--- START ---

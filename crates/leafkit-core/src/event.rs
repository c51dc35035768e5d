#![forbid(unsafe_code)]

//! Change events narrowed to input elements.
//!
//! A host (browser, test harness, replay log) dispatches generic events whose
//! `currentTarget` may be anything. Form handlers need a guarantee that the
//! target is an input element so they can read its value. That guarantee is
//! established exactly once, in [`ChangeEvent::narrow`], and carried by the
//! type afterwards.
//!
//! # Design Notes
//!
//! - [`EventTarget::into_input`] is a checked downcast in the shape of
//!   `JsCast::dyn_into`: on failure the original target is handed back.
//! - Generic attributes live in [`EventInfo`] and use a compact bitset.
//! - A [`ChangeEvent`] is read-only once constructed.

use std::borrow::Cow;
use std::fmt;

use bitflags::bitflags;

bitflags! {
    /// Boolean attributes of a dispatched event.
    #[derive(Debug, Default, Clone, Copy, PartialEq, Eq, Hash)]
    pub struct EventFlags: u8 {
        const BUBBLES           = 0b0_0001;
        const CANCELABLE        = 0b0_0010;
        const COMPOSED          = 0b0_0100;
        const TRUSTED           = 0b0_1000;
        const DEFAULT_PREVENTED = 0b1_0000;
    }
}

/// Dispatch phase, using the DOM numeric codes.
#[derive(Debug, Default, Clone, Copy, PartialEq, Eq, Hash)]
pub enum EventPhase {
    /// Not being dispatched.
    #[default]
    None,
    Capturing,
    AtTarget,
    Bubbling,
}

impl EventPhase {
    /// Map a DOM `eventPhase` code. Unknown codes map to [`EventPhase::None`].
    #[must_use]
    pub const fn from_u16(code: u16) -> Self {
        match code {
            1 => Self::Capturing,
            2 => Self::AtTarget,
            3 => Self::Bubbling,
            _ => Self::None,
        }
    }

    #[must_use]
    pub const fn to_u16(self) -> u16 {
        match self {
            Self::None => 0,
            Self::Capturing => 1,
            Self::AtTarget => 2,
            Self::Bubbling => 3,
        }
    }
}

/// Attributes shared by every event, regardless of its target.
#[derive(Debug, Clone, PartialEq)]
pub struct EventInfo {
    /// Event type name, e.g. `"change"` or `"input"`.
    pub event_type: Box<str>,
    pub flags: EventFlags,
    pub phase: EventPhase,
    /// Host timestamp in milliseconds.
    pub time_stamp: f64,
}

impl EventInfo {
    /// Create attributes for an event type with no flags set.
    #[must_use]
    pub fn new(event_type: impl Into<Box<str>>) -> Self {
        Self {
            event_type: event_type.into(),
            flags: EventFlags::empty(),
            phase: EventPhase::None,
            time_stamp: 0.0,
        }
    }

    #[must_use]
    pub fn with_flags(mut self, flags: EventFlags) -> Self {
        self.flags = flags;
        self
    }

    #[must_use]
    pub fn with_phase(mut self, phase: EventPhase) -> Self {
        self.phase = phase;
        self
    }

    #[must_use]
    pub fn with_time_stamp(mut self, time_stamp: f64) -> Self {
        self.time_stamp = time_stamp;
        self
    }

    #[must_use]
    pub const fn bubbles(&self) -> bool {
        self.flags.contains(EventFlags::BUBBLES)
    }

    #[must_use]
    pub const fn cancelable(&self) -> bool {
        self.flags.contains(EventFlags::CANCELABLE)
    }

    #[must_use]
    pub const fn composed(&self) -> bool {
        self.flags.contains(EventFlags::COMPOSED)
    }

    /// Whether the event was generated by the user agent.
    #[must_use]
    pub const fn is_trusted(&self) -> bool {
        self.flags.contains(EventFlags::TRUSTED)
    }

    #[must_use]
    pub const fn default_prevented(&self) -> bool {
        self.flags.contains(EventFlags::DEFAULT_PREVENTED)
    }
}

/// Normalized `<input type>` value.
#[derive(Debug, Clone, PartialEq, Eq, Hash)]
pub enum InputType {
    Text,
    Number,
    Range,
    Checkbox,
    Radio,
    Color,
    Date,
    Email,
    Password,
    Search,
    Tel,
    Url,
    File,
    Hidden,
    /// Any type not listed above, lowercased.
    Other(Box<str>),
}

impl InputType {
    /// Parse a DOM `type` attribute. The empty string is `text`, as in the DOM.
    #[must_use]
    pub fn from_dom_str(raw: &str) -> Self {
        let lower = raw.trim().to_ascii_lowercase();
        match lower.as_str() {
            "" | "text" => Self::Text,
            "number" => Self::Number,
            "range" => Self::Range,
            "checkbox" => Self::Checkbox,
            "radio" => Self::Radio,
            "color" => Self::Color,
            "date" => Self::Date,
            "email" => Self::Email,
            "password" => Self::Password,
            "search" => Self::Search,
            "tel" => Self::Tel,
            "url" => Self::Url,
            "file" => Self::File,
            "hidden" => Self::Hidden,
            _ => Self::Other(lower.into()),
        }
    }

    #[must_use]
    pub fn as_str(&self) -> &str {
        match self {
            Self::Text => "text",
            Self::Number => "number",
            Self::Range => "range",
            Self::Checkbox => "checkbox",
            Self::Radio => "radio",
            Self::Color => "color",
            Self::Date => "date",
            Self::Email => "email",
            Self::Password => "password",
            Self::Search => "search",
            Self::Tel => "tel",
            Self::Url => "url",
            Self::File => "file",
            Self::Hidden => "hidden",
            Self::Other(name) => name,
        }
    }

    /// Types whose meaningful state is `checked` rather than `value`.
    #[must_use]
    pub const fn is_checkable(&self) -> bool {
        matches!(self, Self::Checkbox | Self::Radio)
    }

    /// Types that expose a numeric value.
    #[must_use]
    pub const fn is_numeric(&self) -> bool {
        matches!(self, Self::Number | Self::Range)
    }
}

impl fmt::Display for InputType {
    fn fmt(&self, f: &mut fmt::Formatter<'_>) -> fmt::Result {
        f.write_str(self.as_str())
    }
}

/// Value-reading capability of an input element.
pub trait InputElement {
    fn input_type(&self) -> InputType;

    /// Current value as text.
    fn value(&self) -> Cow<'_, str>;

    fn checked(&self) -> bool;

    /// The element's `name` attribute (empty when unset).
    fn name(&self) -> Cow<'_, str>;

    /// Numeric value for `number`/`range` inputs.
    ///
    /// Returns `None` for other types and for values that do not parse to a
    /// finite number.
    fn value_as_number(&self) -> Option<f64> {
        if !self.input_type().is_numeric() {
            return None;
        }
        self.value()
            .trim()
            .parse::<f64>()
            .ok()
            .filter(|n| n.is_finite())
    }
}

/// A generic event target that may or may not be an input element.
pub trait EventTarget: Sized {
    type Input: InputElement;

    /// Node name used in diagnostics (e.g. `"DIV"`).
    fn node_name(&self) -> Cow<'_, str>;

    /// Checked downcast. Returns the target unchanged when it is not an input.
    fn into_input(self) -> Result<Self::Input, Self>;
}

/// Why a target was rejected.
#[derive(Debug, Clone, PartialEq, Eq)]
pub enum InvalidTargetReason {
    /// The event carried no current target.
    MissingTarget,
    /// The current target is some other kind of node.
    NotInput { node_name: Box<str> },
}

/// A change event's target was not an input element.
#[derive(Debug, Clone, PartialEq, Eq)]
pub struct InvalidTargetError {
    pub event_type: Box<str>,
    pub reason: InvalidTargetReason,
}

impl fmt::Display for InvalidTargetError {
    fn fmt(&self, f: &mut fmt::Formatter<'_>) -> fmt::Result {
        match &self.reason {
            InvalidTargetReason::MissingTarget => write!(
                f,
                "invalid target for `{}` event: no current target",
                self.event_type
            ),
            InvalidTargetReason::NotInput { node_name } => write!(
                f,
                "invalid target for `{}` event: `{node_name}` is not an input element",
                self.event_type
            ),
        }
    }
}

impl std::error::Error for InvalidTargetError {}

/// A change event whose current target is known to be an input element.
#[derive(Debug, Clone, PartialEq)]
pub struct ChangeEvent<I> {
    info: EventInfo,
    current_target: I,
}

impl<I: InputElement> ChangeEvent<I> {
    /// Narrow a generic event to a change event.
    ///
    /// # Errors
    ///
    /// Returns [`InvalidTargetError`] when `current_target` is absent or is
    /// not an input element.
    pub fn narrow<T>(info: EventInfo, current_target: Option<T>) -> Result<Self, InvalidTargetError>
    where
        T: EventTarget<Input = I>,
    {
        let reason = match current_target.map(EventTarget::into_input) {
            Some(Ok(input)) => {
                crate::trace!(
                    event_type = %info.event_type,
                    input_type = %input.input_type(),
                    "narrowed change event target"
                );
                return Ok(Self {
                    info,
                    current_target: input,
                });
            }
            Some(Err(other)) => InvalidTargetReason::NotInput {
                node_name: other.node_name().into(),
            },
            None => InvalidTargetReason::MissingTarget,
        };

        let err = InvalidTargetError {
            event_type: info.event_type,
            reason,
        };
        crate::warn!(error = %err, "rejected change event target");
        Err(err)
    }

    /// Wrap an input handle that is already known to be valid.
    #[must_use]
    pub fn from_input(info: EventInfo, current_target: I) -> Self {
        Self {
            info,
            current_target,
        }
    }

    #[must_use]
    pub fn info(&self) -> &EventInfo {
        &self.info
    }

    #[must_use]
    pub fn event_type(&self) -> &str {
        &self.info.event_type
    }

    #[must_use]
    pub fn current_target(&self) -> &I {
        &self.current_target
    }

    /// Shorthand for `current_target().value()`.
    #[must_use]
    pub fn value(&self) -> Cow<'_, str> {
        self.current_target.value()
    }

    /// Shorthand for `current_target().checked()`.
    #[must_use]
    pub fn checked(&self) -> bool {
        self.current_target.checked()
    }

    #[must_use]
    pub fn into_parts(self) -> (EventInfo, I) {
        (self.info, self.current_target)
    }
}

#[cfg(test)]
mod tests {
    use super::*;

    #[derive(Debug, Clone, PartialEq)]
    struct FakeInput {
        kind: InputType,
        value: String,
        checked: bool,
    }

    impl InputElement for FakeInput {
        fn input_type(&self) -> InputType {
            self.kind.clone()
        }

        fn value(&self) -> Cow<'_, str> {
            Cow::Borrowed(&self.value)
        }

        fn checked(&self) -> bool {
            self.checked
        }

        fn name(&self) -> Cow<'_, str> {
            Cow::Borrowed("")
        }
    }

    enum FakeTarget {
        Input(FakeInput),
        Div,
    }

    impl EventTarget for FakeTarget {
        type Input = FakeInput;

        fn node_name(&self) -> Cow<'_, str> {
            match self {
                Self::Input(_) => Cow::Borrowed("INPUT"),
                Self::Div => Cow::Borrowed("DIV"),
            }
        }

        fn into_input(self) -> Result<FakeInput, Self> {
            match self {
                Self::Input(input) => Ok(input),
                other => Err(other),
            }
        }
    }

    fn range(value: &str) -> FakeInput {
        FakeInput {
            kind: InputType::Range,
            value: value.to_string(),
            checked: false,
        }
    }

    #[test]
    fn narrow_accepts_input_target() {
        let info = EventInfo::new("change").with_flags(EventFlags::BUBBLES);
        let ev = ChangeEvent::narrow(info, Some(FakeTarget::Input(range("42")))).unwrap();
        assert_eq!(ev.event_type(), "change");
        assert!(ev.info().bubbles());
        assert_eq!(ev.value(), "42");
        assert_eq!(ev.current_target().value_as_number(), Some(42.0));
    }

    #[test]
    fn narrow_rejects_non_input_target() {
        let err = ChangeEvent::narrow(EventInfo::new("change"), Some(FakeTarget::Div)).unwrap_err();
        assert_eq!(
            err.reason,
            InvalidTargetReason::NotInput {
                node_name: "DIV".into()
            }
        );
        assert_eq!(
            err.to_string(),
            "invalid target for `change` event: `DIV` is not an input element"
        );
    }

    #[test]
    fn narrow_rejects_missing_target() {
        let err = ChangeEvent::narrow::<FakeTarget>(EventInfo::new("input"), None).unwrap_err();
        assert_eq!(&*err.event_type, "input");
        assert_eq!(err.reason, InvalidTargetReason::MissingTarget);
        assert_eq!(
            err.to_string(),
            "invalid target for `input` event: no current target"
        );
    }

    #[test]
    fn from_input_skips_the_check() {
        let ev = ChangeEvent::from_input(EventInfo::new("change"), range("1"));
        let (info, input) = ev.into_parts();
        assert_eq!(&*info.event_type, "change");
        assert_eq!(input, range("1"));
    }

    #[test]
    fn event_flags_accessors() {
        let info = EventInfo::new("change").with_flags(
            EventFlags::CANCELABLE | EventFlags::TRUSTED | EventFlags::DEFAULT_PREVENTED,
        );
        assert!(!info.bubbles());
        assert!(info.cancelable());
        assert!(!info.composed());
        assert!(info.is_trusted());
        assert!(info.default_prevented());
    }

    #[test]
    fn event_phase_codes() {
        for phase in [
            EventPhase::None,
            EventPhase::Capturing,
            EventPhase::AtTarget,
            EventPhase::Bubbling,
        ] {
            assert_eq!(EventPhase::from_u16(phase.to_u16()), phase);
        }
        assert_eq!(EventPhase::from_u16(9), EventPhase::None);
    }

    #[test]
    fn input_type_parsing() {
        assert_eq!(InputType::from_dom_str(""), InputType::Text);
        assert_eq!(InputType::from_dom_str("RANGE"), InputType::Range);
        assert_eq!(InputType::from_dom_str(" checkbox "), InputType::Checkbox);
        assert_eq!(
            InputType::from_dom_str("Week"),
            InputType::Other("week".into())
        );
        assert_eq!(InputType::Other("week".into()).as_str(), "week");
        assert!(InputType::Radio.is_checkable());
        assert!(InputType::Number.is_numeric());
        assert!(!InputType::Text.is_numeric());
    }

    #[test]
    fn value_as_number_requires_numeric_type() {
        let text = FakeInput {
            kind: InputType::Text,
            value: "12".to_string(),
            checked: false,
        };
        assert_eq!(text.value_as_number(), None);
        assert_eq!(range(" 2.5 ").value_as_number(), Some(2.5));
        assert_eq!(range("").value_as_number(), None);
        assert_eq!(range("inf").value_as_number(), None);
        assert_eq!(range("abc").value_as_number(), None);
    }

    #[test]
    fn checked_is_forwarded() {
        let checkbox = FakeInput {
            kind: InputType::Checkbox,
            value: "on".to_string(),
            checked: true,
        };
        let ev = ChangeEvent::from_input(EventInfo::new("change"), checkbox);
        assert!(ev.checked());
    }
}
#![forbid(unsafe_code)]

//! Host adapters for Leafkit.
//!
//! The embedding environment (JS) owns event dispatch. This crate turns what
//! it hands over into checked `leafkit-core` values:
//! - [`input`]: a JSON schema for change events serialized by the host,
//! - [`leaf`]: JSON exchange of leaf records,
//! - `wasm` (only on `wasm32`): direct narrowing of live `web_sys::Event`s,
//!   exported to JS via `wasm-bindgen`.

pub mod input;
pub mod leaf;

#[cfg(target_arch = "wasm32")]
mod wasm;

#[cfg(target_arch = "wasm32")]
pub use wasm::{DomInput, DomTarget, narrow_dom_event, read_change_number, read_change_value};

pub use input::{
    ChangeEventJson, ChangeInputError, HostTarget, InputSnapshot, decode_change_event,
    encode_change_event,
};
pub use leaf::{decode_leaf, decode_leaves, encode_leaf};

--- END ---

Assigned task>
Set down, word for word, each line from the top of the records above through the line with "generic events whose".

Answer box>
filename crates/leafkit-core/src/event.rs
repository c51dc35035768e5d
#![forbid(unsafe_code)]

//! Change events narrowed to input elements.
//!
//! A host (browser, test harness, replay log) dispatches generic events whose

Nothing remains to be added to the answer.